* TO DO *
Look through the entries below for the string "match", and copy each line where it is found.

* MATERIAL FOR THIS TASK *
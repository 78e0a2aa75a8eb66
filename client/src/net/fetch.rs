//! Browser transport backed by `fetch`.
//!
//! Client-side (hydrate): real HTTP calls via `gloo-net`.
//! Server-side (SSR): every send fails, since the session token only exists
//! in the browser and the backend is never called during rendering.

use super::gateway::{ApiError, HttpRequest, HttpResponse, Transport};

/// [`Transport`] over the browser `fetch` API.
#[derive(Clone, Copy, Debug, Default)]
pub struct FetchTransport;

impl Transport for FetchTransport {
    async fn send(&self, request: HttpRequest) -> Result<HttpResponse, ApiError> {
        #[cfg(feature = "hydrate")]
        {
            send_fetch(request).await
        }
        #[cfg(not(feature = "hydrate"))]
        {
            let _ = request;
            Err(ApiError::Transport("not available on server".to_owned()))
        }
    }
}

#[cfg(feature = "hydrate")]
async fn send_fetch(request: HttpRequest) -> Result<HttpResponse, ApiError> {
    use super::gateway::Method;
    use gloo_net::http::Request;

    let mut builder = match request.method {
        Method::Get => Request::get(&request.url),
        Method::Post => Request::post(&request.url),
        Method::Patch => Request::patch(&request.url),
        Method::Delete => Request::delete(&request.url),
    };
    for (name, value) in &request.headers {
        builder = builder.header(name, value);
    }
    if !request.query.is_empty() {
        builder = builder.query(request.query.iter().map(|(k, v)| (k.as_str(), v.as_str())));
    }
    let outgoing = match request.body {
        Some(body) => builder.body(body),
        None => builder.build(),
    }
    .map_err(|e| ApiError::Transport(e.to_string()))?;

    let resp = outgoing
        .send()
        .await
        .map_err(|e| ApiError::Transport(e.to_string()))?;
    let status = resp.status();
    let body = resp.text().await.unwrap_or_default();
    Ok(HttpResponse { status, body })
}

* ANSWER *
    let mut builder = match request.method {
    let outgoing = match request.body {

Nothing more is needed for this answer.